• Work to complete:
Report back every line from the entries below in which the word "must" occurs.

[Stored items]

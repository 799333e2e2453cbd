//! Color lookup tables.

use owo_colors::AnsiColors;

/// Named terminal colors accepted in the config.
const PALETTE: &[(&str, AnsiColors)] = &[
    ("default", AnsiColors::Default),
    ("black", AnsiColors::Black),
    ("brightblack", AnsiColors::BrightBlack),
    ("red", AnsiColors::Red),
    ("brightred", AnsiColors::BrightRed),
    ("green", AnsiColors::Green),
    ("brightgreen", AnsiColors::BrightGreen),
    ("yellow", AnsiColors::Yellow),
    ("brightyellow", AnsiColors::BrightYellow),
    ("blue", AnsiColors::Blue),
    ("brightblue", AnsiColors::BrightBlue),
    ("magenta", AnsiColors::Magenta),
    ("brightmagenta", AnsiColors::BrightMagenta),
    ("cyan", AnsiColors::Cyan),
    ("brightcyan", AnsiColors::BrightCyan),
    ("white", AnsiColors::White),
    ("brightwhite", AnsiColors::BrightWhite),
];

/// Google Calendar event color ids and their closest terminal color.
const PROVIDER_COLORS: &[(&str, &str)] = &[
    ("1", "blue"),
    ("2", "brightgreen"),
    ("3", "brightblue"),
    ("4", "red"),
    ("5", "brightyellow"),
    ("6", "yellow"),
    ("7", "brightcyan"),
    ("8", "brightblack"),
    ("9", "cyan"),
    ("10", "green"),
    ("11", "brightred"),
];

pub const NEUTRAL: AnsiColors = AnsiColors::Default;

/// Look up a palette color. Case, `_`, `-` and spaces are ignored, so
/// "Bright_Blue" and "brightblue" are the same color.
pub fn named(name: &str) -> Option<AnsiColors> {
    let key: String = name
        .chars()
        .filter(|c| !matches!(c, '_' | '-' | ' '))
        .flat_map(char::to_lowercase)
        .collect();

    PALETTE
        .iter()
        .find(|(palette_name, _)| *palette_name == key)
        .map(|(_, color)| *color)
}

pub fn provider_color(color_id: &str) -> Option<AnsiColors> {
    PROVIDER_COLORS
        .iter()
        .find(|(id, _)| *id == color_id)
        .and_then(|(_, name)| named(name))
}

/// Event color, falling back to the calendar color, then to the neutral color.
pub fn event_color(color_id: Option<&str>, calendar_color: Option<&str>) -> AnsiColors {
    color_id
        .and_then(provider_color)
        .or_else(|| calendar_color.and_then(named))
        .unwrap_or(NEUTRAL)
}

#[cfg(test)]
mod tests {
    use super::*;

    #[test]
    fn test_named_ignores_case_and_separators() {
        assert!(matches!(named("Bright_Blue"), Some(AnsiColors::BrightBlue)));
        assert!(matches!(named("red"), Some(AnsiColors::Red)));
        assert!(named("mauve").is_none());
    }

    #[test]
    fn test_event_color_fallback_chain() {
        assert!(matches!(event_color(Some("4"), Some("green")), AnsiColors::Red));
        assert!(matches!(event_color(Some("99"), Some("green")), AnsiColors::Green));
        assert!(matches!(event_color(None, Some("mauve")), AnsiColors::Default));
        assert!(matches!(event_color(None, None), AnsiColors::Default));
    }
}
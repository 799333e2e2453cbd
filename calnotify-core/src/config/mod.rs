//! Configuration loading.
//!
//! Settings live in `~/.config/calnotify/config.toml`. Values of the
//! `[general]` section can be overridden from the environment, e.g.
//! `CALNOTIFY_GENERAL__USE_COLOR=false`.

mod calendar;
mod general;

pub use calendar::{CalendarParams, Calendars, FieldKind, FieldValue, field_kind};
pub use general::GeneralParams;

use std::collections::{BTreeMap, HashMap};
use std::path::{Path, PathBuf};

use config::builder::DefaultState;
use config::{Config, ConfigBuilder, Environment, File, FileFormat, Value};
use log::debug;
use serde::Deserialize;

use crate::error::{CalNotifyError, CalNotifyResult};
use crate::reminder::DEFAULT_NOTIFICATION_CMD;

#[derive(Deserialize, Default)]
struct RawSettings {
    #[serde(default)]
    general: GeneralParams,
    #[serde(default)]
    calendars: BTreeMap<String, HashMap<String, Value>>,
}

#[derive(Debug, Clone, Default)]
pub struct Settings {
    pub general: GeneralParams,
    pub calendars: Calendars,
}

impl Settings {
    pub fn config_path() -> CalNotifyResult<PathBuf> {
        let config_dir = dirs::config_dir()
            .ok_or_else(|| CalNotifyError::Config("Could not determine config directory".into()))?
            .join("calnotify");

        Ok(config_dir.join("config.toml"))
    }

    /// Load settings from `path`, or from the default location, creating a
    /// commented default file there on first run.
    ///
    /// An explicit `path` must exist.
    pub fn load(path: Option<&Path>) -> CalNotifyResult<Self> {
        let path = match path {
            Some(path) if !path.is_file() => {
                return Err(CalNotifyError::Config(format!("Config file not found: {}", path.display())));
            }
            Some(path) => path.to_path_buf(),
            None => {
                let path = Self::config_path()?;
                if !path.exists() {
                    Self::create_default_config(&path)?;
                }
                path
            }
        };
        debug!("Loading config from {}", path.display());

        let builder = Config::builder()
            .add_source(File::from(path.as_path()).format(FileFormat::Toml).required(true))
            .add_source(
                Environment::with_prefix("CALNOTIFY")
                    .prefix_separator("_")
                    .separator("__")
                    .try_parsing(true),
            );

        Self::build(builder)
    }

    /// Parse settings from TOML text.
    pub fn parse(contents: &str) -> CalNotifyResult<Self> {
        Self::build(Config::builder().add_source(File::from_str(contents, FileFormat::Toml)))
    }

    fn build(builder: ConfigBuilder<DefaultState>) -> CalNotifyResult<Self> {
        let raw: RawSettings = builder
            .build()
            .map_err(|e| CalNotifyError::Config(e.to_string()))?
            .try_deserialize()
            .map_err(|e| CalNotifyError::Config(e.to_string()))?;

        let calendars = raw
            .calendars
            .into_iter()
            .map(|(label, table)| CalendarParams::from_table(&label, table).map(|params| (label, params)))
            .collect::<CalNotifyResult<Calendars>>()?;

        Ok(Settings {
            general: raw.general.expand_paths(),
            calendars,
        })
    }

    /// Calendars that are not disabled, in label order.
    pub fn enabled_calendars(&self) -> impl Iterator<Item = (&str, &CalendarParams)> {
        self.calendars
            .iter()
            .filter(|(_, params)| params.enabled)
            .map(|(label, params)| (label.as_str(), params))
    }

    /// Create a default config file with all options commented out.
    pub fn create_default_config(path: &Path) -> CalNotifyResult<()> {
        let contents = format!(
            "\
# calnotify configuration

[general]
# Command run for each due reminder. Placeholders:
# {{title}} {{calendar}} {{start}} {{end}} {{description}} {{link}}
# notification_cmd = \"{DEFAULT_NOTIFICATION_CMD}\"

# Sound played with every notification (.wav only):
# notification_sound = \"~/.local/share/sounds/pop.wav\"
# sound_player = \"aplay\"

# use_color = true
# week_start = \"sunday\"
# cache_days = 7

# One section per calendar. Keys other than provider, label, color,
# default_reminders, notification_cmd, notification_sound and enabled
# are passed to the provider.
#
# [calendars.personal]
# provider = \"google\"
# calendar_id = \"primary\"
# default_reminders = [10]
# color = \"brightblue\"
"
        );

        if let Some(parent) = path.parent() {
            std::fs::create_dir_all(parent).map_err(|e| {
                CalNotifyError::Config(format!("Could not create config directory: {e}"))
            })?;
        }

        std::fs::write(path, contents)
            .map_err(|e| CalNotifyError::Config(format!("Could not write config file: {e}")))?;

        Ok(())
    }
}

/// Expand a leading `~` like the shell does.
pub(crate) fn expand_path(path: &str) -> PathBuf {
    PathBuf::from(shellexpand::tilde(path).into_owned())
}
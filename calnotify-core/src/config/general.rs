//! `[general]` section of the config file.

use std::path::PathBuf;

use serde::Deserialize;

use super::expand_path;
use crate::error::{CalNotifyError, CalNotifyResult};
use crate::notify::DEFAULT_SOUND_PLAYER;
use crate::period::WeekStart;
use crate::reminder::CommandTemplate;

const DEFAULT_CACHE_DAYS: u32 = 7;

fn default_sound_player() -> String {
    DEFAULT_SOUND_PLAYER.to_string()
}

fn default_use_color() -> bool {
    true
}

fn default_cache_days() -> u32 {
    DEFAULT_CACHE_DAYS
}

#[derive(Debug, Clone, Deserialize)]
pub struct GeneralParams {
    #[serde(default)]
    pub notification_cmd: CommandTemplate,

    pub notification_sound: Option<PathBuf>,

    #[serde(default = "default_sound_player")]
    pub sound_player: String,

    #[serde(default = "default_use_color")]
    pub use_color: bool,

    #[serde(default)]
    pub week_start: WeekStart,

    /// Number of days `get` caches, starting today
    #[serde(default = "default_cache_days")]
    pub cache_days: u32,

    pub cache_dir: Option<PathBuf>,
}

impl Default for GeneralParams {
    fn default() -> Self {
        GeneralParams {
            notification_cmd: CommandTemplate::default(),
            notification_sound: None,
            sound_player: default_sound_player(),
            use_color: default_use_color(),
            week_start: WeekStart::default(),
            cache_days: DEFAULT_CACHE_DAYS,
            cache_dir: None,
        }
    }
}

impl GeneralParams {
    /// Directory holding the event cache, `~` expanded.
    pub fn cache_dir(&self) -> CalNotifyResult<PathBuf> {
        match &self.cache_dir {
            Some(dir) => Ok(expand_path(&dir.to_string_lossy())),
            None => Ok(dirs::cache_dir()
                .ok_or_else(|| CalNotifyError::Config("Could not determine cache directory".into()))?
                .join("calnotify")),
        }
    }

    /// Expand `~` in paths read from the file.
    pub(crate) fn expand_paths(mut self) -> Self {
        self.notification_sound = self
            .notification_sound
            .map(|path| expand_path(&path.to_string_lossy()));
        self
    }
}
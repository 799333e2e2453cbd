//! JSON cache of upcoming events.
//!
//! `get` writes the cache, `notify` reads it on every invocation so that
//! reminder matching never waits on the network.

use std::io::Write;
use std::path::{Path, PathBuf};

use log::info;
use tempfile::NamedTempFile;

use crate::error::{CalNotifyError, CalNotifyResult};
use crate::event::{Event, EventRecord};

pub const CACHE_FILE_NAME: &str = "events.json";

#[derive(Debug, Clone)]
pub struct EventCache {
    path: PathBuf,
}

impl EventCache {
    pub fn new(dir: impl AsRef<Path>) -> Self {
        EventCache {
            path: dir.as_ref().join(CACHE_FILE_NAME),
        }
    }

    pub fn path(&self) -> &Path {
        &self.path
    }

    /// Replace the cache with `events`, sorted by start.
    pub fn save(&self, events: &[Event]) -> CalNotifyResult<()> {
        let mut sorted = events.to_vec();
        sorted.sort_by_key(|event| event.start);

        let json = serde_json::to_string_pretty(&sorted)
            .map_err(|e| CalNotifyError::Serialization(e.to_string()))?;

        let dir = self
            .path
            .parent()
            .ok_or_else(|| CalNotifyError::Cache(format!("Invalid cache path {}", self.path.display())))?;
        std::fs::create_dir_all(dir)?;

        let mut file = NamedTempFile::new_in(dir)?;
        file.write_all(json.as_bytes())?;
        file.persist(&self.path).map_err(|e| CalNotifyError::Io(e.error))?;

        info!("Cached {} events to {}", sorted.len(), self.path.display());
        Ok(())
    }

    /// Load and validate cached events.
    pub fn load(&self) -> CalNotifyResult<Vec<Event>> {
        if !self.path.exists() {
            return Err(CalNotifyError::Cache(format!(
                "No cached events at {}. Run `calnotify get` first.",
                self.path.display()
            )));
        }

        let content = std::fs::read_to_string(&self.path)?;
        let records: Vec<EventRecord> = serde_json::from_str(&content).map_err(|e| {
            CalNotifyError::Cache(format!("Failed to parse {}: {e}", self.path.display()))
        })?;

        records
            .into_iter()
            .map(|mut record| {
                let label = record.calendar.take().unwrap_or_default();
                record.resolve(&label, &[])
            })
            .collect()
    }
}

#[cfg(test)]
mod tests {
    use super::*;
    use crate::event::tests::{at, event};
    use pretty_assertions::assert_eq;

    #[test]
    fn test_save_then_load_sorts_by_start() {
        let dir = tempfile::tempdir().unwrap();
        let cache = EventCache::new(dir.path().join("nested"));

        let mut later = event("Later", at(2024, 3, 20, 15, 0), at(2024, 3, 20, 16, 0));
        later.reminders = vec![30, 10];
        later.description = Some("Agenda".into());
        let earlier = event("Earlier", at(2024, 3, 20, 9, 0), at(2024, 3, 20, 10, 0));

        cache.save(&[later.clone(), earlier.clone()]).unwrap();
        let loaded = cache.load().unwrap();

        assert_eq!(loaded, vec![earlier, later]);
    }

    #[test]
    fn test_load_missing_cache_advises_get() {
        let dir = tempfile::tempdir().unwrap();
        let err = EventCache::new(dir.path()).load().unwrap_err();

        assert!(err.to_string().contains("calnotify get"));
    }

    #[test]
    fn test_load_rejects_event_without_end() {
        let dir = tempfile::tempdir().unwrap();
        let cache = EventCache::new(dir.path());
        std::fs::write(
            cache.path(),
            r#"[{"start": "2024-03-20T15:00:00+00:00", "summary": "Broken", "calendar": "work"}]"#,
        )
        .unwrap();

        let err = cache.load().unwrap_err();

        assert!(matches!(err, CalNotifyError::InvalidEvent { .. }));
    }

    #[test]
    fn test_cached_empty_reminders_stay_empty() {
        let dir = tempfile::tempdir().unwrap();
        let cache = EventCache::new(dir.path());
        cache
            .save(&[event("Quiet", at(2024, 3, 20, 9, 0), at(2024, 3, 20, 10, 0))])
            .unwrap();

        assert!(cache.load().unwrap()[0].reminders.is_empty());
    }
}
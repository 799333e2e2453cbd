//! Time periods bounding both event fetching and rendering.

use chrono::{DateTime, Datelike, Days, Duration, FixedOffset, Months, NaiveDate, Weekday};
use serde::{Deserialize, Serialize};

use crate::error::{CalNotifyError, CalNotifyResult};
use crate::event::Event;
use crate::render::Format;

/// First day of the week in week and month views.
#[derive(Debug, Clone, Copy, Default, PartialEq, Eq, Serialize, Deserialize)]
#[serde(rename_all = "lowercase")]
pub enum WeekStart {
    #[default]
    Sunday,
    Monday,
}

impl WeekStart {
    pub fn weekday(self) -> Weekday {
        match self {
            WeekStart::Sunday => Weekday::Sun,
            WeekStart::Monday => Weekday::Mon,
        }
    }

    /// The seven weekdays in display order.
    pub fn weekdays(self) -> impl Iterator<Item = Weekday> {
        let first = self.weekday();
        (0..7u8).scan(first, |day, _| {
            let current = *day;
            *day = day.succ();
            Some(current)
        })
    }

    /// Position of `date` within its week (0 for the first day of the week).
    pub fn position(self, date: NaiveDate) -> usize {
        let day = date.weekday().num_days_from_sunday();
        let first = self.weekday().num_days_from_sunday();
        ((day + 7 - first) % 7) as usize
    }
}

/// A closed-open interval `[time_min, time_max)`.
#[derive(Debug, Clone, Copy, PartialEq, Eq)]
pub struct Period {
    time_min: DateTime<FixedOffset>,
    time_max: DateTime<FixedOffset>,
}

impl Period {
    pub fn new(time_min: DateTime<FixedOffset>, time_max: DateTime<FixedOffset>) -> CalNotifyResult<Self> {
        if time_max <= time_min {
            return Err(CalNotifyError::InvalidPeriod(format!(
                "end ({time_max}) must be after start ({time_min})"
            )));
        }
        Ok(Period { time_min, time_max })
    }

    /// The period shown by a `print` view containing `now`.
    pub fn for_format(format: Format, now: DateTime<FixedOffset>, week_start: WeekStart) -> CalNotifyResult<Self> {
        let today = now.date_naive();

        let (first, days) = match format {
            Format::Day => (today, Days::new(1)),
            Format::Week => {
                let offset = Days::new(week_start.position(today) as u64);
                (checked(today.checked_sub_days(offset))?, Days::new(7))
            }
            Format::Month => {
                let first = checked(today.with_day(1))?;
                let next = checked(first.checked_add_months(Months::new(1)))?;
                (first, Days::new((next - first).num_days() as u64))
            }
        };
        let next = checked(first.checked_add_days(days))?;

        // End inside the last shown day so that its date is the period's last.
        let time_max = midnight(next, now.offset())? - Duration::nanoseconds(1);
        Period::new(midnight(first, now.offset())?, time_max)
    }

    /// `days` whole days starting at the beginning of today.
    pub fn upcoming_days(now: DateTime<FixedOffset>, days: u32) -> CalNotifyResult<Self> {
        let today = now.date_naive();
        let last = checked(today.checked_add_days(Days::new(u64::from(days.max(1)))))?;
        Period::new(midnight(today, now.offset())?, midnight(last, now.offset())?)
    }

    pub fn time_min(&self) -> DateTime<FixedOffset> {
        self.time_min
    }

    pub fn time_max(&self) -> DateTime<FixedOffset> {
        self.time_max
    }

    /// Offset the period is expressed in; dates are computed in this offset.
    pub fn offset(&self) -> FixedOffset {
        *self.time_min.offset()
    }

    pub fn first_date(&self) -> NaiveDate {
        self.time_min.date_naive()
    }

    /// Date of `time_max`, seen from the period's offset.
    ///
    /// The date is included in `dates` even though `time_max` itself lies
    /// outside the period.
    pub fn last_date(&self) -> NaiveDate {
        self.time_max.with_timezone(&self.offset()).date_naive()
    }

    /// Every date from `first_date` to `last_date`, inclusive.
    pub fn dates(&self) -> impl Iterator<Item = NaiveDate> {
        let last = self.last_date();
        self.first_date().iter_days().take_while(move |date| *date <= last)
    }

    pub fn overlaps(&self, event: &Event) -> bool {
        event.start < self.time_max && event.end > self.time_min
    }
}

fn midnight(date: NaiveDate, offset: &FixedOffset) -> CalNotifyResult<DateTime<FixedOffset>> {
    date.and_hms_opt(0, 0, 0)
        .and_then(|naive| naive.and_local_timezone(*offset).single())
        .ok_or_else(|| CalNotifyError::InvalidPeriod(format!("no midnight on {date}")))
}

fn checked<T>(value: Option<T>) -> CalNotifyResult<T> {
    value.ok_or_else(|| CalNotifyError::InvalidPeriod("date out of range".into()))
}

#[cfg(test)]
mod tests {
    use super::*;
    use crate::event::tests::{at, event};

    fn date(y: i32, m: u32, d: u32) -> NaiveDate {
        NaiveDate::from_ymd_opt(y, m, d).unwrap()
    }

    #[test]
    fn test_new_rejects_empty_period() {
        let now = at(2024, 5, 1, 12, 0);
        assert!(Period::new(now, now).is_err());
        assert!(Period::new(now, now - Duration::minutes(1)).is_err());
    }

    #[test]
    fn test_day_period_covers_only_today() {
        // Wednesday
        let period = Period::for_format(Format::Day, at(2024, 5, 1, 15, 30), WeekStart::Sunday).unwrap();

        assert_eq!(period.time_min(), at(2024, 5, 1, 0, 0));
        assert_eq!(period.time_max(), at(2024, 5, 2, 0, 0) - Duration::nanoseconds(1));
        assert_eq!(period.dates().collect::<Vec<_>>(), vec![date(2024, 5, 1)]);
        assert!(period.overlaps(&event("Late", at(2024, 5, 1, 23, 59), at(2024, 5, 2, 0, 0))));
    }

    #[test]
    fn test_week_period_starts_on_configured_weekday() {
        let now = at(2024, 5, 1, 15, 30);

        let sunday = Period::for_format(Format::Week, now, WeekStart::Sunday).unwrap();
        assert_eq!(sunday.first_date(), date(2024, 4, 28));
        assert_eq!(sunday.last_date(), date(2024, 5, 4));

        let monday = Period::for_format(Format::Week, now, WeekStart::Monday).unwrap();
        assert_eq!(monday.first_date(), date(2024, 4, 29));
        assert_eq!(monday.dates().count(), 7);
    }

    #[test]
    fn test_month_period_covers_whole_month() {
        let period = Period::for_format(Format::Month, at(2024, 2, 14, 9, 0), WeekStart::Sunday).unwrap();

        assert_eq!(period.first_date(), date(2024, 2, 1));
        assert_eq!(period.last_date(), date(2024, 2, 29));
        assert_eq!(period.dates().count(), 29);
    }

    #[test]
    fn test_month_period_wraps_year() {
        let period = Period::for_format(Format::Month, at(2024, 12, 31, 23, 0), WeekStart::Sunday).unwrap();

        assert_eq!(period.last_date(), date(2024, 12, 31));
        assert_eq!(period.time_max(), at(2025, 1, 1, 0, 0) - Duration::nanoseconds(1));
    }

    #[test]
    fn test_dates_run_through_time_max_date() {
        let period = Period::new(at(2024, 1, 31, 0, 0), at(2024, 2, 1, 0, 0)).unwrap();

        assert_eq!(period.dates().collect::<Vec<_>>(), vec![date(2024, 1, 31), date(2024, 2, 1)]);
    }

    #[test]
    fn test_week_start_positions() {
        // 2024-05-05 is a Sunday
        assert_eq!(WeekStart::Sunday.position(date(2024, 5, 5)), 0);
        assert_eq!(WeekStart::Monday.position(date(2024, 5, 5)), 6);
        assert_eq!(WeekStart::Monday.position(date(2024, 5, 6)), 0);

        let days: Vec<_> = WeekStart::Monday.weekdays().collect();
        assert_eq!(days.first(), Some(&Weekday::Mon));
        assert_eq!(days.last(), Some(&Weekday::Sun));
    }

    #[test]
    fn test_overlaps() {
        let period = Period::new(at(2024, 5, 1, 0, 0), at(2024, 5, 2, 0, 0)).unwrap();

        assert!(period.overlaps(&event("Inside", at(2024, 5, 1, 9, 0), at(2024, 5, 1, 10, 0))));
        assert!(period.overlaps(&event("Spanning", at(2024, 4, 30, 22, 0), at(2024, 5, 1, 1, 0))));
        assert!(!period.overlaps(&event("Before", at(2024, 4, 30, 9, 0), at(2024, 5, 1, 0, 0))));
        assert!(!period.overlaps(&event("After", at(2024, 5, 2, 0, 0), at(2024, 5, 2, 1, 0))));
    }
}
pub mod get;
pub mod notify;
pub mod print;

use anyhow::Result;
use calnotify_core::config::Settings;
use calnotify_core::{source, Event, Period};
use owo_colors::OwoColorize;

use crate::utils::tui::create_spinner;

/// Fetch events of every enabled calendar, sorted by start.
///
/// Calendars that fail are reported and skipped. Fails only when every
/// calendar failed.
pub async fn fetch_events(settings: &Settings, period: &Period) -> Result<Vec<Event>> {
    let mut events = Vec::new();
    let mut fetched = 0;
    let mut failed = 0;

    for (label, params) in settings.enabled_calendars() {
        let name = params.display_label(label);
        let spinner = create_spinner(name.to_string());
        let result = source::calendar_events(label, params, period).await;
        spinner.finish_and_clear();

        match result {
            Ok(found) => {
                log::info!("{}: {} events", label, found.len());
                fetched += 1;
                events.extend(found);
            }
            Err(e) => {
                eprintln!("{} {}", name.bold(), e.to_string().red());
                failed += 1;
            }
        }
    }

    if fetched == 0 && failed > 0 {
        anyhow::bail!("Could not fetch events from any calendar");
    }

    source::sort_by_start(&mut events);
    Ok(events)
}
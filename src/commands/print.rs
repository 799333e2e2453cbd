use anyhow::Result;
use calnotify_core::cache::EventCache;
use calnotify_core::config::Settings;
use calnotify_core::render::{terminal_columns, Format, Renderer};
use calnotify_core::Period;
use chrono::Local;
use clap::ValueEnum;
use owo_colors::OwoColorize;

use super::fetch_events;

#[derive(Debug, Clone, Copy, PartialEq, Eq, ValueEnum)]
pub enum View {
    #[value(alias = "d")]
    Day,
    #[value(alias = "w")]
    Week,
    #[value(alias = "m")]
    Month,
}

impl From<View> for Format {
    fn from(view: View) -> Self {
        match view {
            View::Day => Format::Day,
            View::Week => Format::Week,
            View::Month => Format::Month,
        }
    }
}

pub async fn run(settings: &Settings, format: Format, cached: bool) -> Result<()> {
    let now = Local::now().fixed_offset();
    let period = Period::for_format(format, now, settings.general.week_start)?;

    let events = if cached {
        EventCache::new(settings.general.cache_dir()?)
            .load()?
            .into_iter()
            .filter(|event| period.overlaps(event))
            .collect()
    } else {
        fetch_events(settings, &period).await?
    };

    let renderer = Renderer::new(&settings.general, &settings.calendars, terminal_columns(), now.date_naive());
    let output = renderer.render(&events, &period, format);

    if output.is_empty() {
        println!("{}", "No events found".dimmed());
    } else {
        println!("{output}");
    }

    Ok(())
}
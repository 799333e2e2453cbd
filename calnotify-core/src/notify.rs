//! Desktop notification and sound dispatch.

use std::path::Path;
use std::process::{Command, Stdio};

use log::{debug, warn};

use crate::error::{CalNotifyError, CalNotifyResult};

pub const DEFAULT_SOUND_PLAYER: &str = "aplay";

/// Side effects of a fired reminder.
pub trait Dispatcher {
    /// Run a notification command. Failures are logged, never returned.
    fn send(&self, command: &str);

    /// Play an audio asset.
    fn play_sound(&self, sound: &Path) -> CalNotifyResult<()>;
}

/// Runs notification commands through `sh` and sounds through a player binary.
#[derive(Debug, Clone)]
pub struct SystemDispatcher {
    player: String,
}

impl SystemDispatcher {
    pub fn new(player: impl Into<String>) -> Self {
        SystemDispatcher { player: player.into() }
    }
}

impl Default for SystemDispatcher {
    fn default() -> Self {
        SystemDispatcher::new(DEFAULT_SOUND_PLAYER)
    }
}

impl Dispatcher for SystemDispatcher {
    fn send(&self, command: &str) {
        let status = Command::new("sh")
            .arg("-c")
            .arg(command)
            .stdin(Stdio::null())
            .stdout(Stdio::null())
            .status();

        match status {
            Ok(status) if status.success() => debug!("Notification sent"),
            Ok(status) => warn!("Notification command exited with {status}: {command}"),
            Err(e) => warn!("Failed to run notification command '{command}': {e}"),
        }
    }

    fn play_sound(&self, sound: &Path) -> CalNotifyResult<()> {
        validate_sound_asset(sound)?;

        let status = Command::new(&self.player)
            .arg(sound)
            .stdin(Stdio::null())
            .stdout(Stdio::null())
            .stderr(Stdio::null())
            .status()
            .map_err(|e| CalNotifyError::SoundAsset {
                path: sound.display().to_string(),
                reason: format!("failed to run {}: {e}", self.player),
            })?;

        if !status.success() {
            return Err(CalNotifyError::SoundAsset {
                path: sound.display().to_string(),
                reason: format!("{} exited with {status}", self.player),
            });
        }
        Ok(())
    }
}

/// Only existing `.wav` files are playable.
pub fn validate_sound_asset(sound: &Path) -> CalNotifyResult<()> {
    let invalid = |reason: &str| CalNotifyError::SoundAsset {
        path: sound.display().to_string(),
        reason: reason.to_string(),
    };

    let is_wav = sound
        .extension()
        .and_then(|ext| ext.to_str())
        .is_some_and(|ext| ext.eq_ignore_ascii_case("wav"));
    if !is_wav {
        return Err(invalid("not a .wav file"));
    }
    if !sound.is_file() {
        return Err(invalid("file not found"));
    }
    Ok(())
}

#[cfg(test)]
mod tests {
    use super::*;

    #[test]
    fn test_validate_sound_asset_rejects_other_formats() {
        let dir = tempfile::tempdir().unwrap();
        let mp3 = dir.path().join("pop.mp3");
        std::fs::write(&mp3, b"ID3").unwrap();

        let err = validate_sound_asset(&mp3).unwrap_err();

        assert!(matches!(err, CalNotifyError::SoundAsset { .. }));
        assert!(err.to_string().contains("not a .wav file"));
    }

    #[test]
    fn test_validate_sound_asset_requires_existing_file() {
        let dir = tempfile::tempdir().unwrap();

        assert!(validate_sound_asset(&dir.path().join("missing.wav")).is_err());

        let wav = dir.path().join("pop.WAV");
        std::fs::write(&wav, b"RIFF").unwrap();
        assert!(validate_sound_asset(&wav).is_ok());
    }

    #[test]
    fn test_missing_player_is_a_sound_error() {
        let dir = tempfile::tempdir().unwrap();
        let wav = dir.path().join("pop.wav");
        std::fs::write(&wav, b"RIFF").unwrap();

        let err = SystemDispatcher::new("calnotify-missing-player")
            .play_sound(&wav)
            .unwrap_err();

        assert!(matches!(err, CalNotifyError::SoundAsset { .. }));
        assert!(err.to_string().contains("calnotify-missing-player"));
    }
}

• Result:
    /// An explicit `path` must exist.
                "end ({time_max}) must be after start ({time_min})"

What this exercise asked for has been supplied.